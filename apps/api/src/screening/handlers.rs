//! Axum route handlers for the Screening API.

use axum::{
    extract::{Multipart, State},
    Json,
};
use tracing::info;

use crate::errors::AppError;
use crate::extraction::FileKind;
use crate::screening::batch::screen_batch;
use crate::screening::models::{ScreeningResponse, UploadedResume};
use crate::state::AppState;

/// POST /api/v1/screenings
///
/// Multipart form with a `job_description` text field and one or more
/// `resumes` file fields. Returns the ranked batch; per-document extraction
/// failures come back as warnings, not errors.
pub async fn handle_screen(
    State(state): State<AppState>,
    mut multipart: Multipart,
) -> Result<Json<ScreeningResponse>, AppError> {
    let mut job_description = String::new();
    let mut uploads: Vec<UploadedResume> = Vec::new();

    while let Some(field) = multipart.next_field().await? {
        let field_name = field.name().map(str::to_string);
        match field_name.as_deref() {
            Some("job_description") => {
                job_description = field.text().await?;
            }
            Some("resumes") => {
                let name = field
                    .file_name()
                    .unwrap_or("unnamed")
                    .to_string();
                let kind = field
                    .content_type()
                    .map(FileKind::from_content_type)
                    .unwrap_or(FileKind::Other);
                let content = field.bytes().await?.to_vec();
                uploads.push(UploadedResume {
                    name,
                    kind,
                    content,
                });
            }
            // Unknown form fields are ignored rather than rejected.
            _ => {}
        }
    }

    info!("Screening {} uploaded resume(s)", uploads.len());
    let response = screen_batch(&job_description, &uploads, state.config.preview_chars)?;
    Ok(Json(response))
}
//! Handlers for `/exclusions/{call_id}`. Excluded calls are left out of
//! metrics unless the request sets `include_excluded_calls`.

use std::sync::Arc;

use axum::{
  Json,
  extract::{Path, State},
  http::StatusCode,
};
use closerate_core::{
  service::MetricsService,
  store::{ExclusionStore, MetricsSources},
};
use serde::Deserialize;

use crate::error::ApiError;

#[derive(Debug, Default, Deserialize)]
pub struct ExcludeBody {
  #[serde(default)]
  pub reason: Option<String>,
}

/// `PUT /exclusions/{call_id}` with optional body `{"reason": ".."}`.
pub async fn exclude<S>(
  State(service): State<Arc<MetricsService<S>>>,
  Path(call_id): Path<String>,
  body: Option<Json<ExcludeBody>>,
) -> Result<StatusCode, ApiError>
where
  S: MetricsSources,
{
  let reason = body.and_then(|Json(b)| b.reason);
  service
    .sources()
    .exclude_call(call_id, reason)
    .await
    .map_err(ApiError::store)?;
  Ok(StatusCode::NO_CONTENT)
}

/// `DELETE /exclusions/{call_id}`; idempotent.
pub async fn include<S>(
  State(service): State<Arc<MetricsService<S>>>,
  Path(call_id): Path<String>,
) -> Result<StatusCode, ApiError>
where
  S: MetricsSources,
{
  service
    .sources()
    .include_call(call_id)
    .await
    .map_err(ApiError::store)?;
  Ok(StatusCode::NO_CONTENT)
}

══════════════════════════════

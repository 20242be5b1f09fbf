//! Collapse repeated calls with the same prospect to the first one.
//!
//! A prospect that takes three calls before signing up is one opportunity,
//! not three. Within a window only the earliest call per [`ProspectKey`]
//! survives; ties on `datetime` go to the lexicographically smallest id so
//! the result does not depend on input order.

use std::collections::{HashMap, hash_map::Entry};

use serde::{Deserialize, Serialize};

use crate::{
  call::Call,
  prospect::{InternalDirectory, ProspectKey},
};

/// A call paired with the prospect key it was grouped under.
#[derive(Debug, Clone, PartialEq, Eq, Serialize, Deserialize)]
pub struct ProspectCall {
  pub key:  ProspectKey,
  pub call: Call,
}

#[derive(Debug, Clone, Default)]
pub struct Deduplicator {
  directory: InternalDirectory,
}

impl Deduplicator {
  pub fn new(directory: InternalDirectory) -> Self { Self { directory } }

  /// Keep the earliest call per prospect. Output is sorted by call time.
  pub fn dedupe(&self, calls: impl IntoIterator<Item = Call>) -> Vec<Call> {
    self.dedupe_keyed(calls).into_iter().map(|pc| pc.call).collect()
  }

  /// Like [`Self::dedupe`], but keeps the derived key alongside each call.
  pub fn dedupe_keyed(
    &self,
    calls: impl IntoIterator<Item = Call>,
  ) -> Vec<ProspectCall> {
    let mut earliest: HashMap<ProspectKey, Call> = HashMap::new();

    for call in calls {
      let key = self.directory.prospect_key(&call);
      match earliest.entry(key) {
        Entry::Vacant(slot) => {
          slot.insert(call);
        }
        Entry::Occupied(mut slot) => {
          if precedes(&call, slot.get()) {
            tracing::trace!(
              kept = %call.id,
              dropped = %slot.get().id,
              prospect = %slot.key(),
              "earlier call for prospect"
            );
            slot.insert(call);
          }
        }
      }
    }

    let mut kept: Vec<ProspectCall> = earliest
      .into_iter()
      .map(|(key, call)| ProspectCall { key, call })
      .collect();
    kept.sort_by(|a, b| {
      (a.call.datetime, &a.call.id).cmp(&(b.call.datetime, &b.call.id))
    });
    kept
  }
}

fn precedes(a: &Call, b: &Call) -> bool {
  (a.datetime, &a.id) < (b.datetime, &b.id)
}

══════════════════════════════

Across the records above, tally the lines that contain "struct" and return the number alone.

### Exercise answer
3